> Task objective
Give back each entry verbatim.

> Records for this exercise
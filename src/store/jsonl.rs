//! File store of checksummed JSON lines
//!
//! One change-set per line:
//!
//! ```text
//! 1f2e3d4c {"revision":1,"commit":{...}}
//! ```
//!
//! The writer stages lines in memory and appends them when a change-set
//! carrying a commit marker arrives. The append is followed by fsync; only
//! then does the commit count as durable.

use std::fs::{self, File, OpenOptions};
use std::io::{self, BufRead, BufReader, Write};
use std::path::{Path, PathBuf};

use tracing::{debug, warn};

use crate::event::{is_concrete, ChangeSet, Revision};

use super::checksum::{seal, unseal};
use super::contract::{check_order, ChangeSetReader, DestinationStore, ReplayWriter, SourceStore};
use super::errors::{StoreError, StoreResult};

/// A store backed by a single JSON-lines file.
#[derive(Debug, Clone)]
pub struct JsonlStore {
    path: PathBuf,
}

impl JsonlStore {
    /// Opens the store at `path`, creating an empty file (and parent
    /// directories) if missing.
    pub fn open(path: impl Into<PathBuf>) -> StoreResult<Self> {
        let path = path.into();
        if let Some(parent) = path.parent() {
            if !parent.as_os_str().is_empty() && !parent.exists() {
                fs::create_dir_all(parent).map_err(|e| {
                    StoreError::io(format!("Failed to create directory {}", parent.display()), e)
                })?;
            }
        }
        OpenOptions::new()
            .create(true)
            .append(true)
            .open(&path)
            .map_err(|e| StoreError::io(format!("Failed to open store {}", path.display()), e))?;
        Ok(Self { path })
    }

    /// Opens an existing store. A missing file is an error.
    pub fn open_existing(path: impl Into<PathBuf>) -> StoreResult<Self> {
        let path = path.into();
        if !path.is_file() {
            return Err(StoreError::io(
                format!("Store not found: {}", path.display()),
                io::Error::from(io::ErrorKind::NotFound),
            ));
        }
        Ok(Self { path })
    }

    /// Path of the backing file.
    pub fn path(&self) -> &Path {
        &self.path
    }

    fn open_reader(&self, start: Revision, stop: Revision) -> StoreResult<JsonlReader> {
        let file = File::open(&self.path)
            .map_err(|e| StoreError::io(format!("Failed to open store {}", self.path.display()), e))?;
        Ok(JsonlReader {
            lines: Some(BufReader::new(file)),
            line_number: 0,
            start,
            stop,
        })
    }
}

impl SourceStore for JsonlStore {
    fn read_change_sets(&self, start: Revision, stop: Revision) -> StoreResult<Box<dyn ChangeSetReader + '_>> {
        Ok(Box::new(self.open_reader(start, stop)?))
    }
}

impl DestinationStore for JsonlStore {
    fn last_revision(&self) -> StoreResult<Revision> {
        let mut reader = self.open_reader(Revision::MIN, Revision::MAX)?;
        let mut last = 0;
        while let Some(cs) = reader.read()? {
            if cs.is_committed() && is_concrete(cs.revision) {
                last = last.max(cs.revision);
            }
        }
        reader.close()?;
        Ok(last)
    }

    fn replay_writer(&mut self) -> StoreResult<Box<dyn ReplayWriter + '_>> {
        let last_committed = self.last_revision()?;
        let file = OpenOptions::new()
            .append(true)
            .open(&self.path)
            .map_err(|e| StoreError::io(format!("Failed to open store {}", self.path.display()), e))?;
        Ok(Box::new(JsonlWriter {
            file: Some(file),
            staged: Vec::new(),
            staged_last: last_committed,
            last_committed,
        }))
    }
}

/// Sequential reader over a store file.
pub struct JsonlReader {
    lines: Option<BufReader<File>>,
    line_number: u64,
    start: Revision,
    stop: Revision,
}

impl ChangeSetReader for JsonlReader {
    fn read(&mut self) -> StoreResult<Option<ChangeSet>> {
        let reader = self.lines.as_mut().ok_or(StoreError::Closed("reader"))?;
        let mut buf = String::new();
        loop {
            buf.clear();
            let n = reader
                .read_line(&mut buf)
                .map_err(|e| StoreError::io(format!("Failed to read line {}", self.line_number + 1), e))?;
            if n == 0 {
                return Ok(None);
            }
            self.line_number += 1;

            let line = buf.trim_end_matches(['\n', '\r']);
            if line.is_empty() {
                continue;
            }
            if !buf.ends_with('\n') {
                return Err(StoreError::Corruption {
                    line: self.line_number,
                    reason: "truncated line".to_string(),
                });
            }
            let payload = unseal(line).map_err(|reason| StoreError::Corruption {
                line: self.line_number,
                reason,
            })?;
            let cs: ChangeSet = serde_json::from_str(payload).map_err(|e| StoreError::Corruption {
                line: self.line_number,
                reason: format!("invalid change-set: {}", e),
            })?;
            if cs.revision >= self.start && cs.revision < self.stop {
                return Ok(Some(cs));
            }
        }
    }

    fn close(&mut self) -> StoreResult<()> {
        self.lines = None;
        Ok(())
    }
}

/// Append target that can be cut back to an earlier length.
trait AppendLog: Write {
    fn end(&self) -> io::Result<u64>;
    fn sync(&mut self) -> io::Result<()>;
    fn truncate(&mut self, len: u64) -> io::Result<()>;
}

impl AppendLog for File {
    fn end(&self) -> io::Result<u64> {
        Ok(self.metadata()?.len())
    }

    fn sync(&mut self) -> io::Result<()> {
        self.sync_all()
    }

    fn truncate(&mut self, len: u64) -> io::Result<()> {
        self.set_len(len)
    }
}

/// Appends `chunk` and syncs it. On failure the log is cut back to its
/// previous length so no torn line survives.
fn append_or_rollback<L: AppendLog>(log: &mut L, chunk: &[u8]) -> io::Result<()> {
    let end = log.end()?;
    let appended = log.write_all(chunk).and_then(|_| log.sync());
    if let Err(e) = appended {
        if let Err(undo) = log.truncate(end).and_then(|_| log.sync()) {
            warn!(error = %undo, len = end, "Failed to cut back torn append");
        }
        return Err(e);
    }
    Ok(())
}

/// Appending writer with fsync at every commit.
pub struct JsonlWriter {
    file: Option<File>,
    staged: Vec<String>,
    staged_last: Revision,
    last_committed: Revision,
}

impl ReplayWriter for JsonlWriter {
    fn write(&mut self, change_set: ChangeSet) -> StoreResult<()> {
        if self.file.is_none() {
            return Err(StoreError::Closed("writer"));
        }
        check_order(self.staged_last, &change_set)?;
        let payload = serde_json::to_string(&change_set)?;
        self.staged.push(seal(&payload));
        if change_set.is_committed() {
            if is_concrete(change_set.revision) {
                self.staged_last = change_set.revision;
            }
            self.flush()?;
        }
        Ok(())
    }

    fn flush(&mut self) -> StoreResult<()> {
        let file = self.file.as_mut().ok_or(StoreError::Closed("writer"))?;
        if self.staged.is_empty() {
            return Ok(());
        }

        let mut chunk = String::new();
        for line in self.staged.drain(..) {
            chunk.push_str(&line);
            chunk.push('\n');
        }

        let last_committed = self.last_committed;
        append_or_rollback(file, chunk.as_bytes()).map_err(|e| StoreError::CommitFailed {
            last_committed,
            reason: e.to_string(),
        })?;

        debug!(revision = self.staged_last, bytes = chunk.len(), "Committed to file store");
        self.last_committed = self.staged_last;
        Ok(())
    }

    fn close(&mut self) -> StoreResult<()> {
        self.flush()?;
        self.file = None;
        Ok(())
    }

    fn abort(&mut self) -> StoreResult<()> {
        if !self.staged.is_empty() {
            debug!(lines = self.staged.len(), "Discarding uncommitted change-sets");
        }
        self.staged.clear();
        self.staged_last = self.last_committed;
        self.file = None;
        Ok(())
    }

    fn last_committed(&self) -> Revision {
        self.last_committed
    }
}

> Response for this exercise
filename src/store/jsonl.rs
//! File store of checksummed JSON lines
//!
//! One change-set per line:
//!
//! ```text
//! 1f2e3d4c {"revision":1,"commit":{...}}
//! ```
//!
//! The writer stages lines in memory and appends them when a change-set
//! carrying a commit marker arrives. The append is followed by fsync; only
//! then does the commit count as durable.

use std::fs::{self, File, OpenOptions};
use std::io::{self, BufRead, BufReader, Write};
use std::path::{Path, PathBuf};

use tracing::{debug, warn};

use crate::event::{is_concrete, ChangeSet, Revision};

use super::checksum::{seal, unseal};
use super::contract::{check_order, ChangeSetReader, DestinationStore, ReplayWriter, SourceStore};
use super::errors::{StoreError, StoreResult};

/// A store backed by a single JSON-lines file.
#[derive(Debug, Clone)]
pub struct JsonlStore {
    path: PathBuf,
}

impl JsonlStore {
    /// Opens the store at `path`, creating an empty file (and parent
    /// directories) if missing.
    pub fn open(path: impl Into<PathBuf>) -> StoreResult<Self> {
        let path = path.into();
        if let Some(parent) = path.parent() {
            if !parent.as_os_str().is_empty() && !parent.exists() {
                fs::create_dir_all(parent).map_err(|e| {
                    StoreError::io(format!("Failed to create directory {}", parent.display()), e)
                })?;
            }
        }
        OpenOptions::new()
            .create(true)
            .append(true)
            .open(&path)
            .map_err(|e| StoreError::io(format!("Failed to open store {}", path.display()), e))?;
        Ok(Self { path })
    }

    /// Opens an existing store. A missing file is an error.
    pub fn open_existing(path: impl Into<PathBuf>) -> StoreResult<Self> {
        let path = path.into();
        if !path.is_file() {
            return Err(StoreError::io(
                format!("Store not found: {}", path.display()),
                io::Error::from(io::ErrorKind::NotFound),
            ));
        }
        Ok(Self { path })
    }

    /// Path of the backing file.
    pub fn path(&self) -> &Path {
        &self.path
    }

    fn open_reader(&self, start: Revision, stop: Revision) -> StoreResult<JsonlReader> {
        let file = File::open(&self.path)
            .map_err(|e| StoreError::io(format!("Failed to open store {}", self.path.display()), e))?;
        Ok(JsonlReader {
            lines: Some(BufReader::new(file)),
            line_number: 0,
            start,
            stop,
        })
    }
}

impl SourceStore for JsonlStore {
    fn read_change_sets(&self, start: Revision, stop: Revision) -> StoreResult<Box<dyn ChangeSetReader + '_>> {
        Ok(Box::new(self.open_reader(start, stop)?))
    }
}

impl DestinationStore for JsonlStore {
    fn last_revision(&self) -> StoreResult<Revision> {
        let mut reader = self.open_reader(Revision::MIN, Revision::MAX)?;
        let mut last = 0;
        while let Some(cs) = reader.read()? {
            if cs.is_committed() && is_concrete(cs.revision) {
                last = last.max(cs.revision);
            }
        }
        reader.close()?;
        Ok(last)
    }

    fn replay_writer(&mut self) -> StoreResult<Box<dyn ReplayWriter + '_>> {
        let last_committed = self.last_revision()?;
        let file = OpenOptions::new()
            .append(true)
            .open(&self.path)
            .map_err(|e| StoreError::io(format!("Failed to open store {}", self.path.display()), e))?;
        Ok(Box::new(JsonlWriter {
            file: Some(file),
            staged: Vec::new(),
            staged_last: last_committed,
            last_committed,
        }))
    }
}

/// Sequential reader over a store file.
pub struct JsonlReader {
    lines: Option<BufReader<File>>,
    line_number: u64,
    start: Revision,
    stop: Revision,
}

impl ChangeSetReader for JsonlReader {
    fn read(&mut self) -> StoreResult<Option<ChangeSet>> {
        let reader = self.lines.as_mut().ok_or(StoreError::Closed("reader"))?;
        let mut buf = String::new();
        loop {
            buf.clear();
            let n = reader
                .read_line(&mut buf)
                .map_err(|e| StoreError::io(format!("Failed to read line {}", self.line_number + 1), e))?;
            if n == 0 {
                return Ok(None);
            }
            self.line_number += 1;

            let line = buf.trim_end_matches(['\n', '\r']);
            if line.is_empty() {
                continue;
            }
            if !buf.ends_with('\n') {
                return Err(StoreError::Corruption {
                    line: self.line_number,
                    reason: "truncated line".to_string(),
                });
            }
            let payload = unseal(line).map_err(|reason| StoreError::Corruption {
                line: self.line_number,
                reason,
            })?;
            let cs: ChangeSet = serde_json::from_str(payload).map_err(|e| StoreError::Corruption {
                line: self.line_number,
                reason: format!("invalid change-set: {}", e),
            })?;
            if cs.revision >= self.start && cs.revision < self.stop {
                return Ok(Some(cs));
            }
        }
    }

    fn close(&mut self) -> StoreResult<()> {
        self.lines = None;
        Ok(())
    }
}

/// Append target that can be cut back to an earlier length.
trait AppendLog: Write {
    fn end(&self) -> io::Result<u64>;
    fn sync(&mut self) -> io::Result<()>;
    fn truncate(&mut self, len: u64) -> io::Result<()>;
}

impl AppendLog for File {
    fn end(&self) -> io::Result<u64> {
        Ok(self.metadata()?.len())
    }

    fn sync(&mut self) -> io::Result<()> {
        self.sync_all()
    }

    fn truncate(&mut self, len: u64) -> io::Result<()> {
        self.set_len(len)
    }
}

/// Appends `chunk` and syncs it. On failure the log is cut back to its
/// previous length so no torn line survives.
fn append_or_rollback<L: AppendLog>(log: &mut L, chunk: &[u8]) -> io::Result<()> {
    let end = log.end()?;
    let appended = log.write_all(chunk).and_then(|_| log.sync());
    if let Err(e) = appended {
        if let Err(undo) = log.truncate(end).and_then(|_| log.sync()) {
            warn!(error = %undo, len = end, "Failed to cut back torn append");
        }
        return Err(e);
    }
    Ok(())
}

/// Appending writer with fsync at every commit.
pub struct JsonlWriter {
    file: Option<File>,
    staged: Vec<String>,
    staged_last: Revision,
    last_committed: Revision,
}

impl ReplayWriter for JsonlWriter {
    fn write(&mut self, change_set: ChangeSet) -> StoreResult<()> {
        if self.file.is_none() {
            return Err(StoreError::Closed("writer"));
        }
        check_order(self.staged_last, &change_set)?;
        let payload = serde_json::to_string(&change_set)?;
        self.staged.push(seal(&payload));
        if change_set.is_committed() {
            if is_concrete(change_set.revision) {
                self.staged_last = change_set.revision;
            }
            self.flush()?;
        }
        Ok(())
    }

    fn flush(&mut self) -> StoreResult<()> {
        let file = self.file.as_mut().ok_or(StoreError::Closed("writer"))?;
        if self.staged.is_empty() {
            return Ok(());
        }

        let mut chunk = String::new();
        for line in self.staged.drain(..) {
            chunk.push_str(&line);
            chunk.push('\n');
        }

        let last_committed = self.last_committed;
        append_or_rollback(file, chunk.as_bytes()).map_err(|e| StoreError::CommitFailed {
            last_committed,
            reason: e.to_string(),
        })?;

        debug!(revision = self.staged_last, bytes = chunk.len(), "Committed to file store");
        self.last_committed = self.staged_last;
        Ok(())
    }

    fn close(&mut self) -> StoreResult<()> {
        self.flush()?;
        self.file = None;
        Ok(())
    }

    fn abort(&mut self) -> StoreResult<()> {
        if !self.staged.is_empty() {
            debug!(lines = self.staged.len(), "Discarding uncommitted change-sets");
        }
        self.staged.clear();
        self.staged_last = self.last_committed;
        self.file = None;
        Ok(())
    }

    fn last_committed(&self) -> Revision {
        self.last_committed
    }
}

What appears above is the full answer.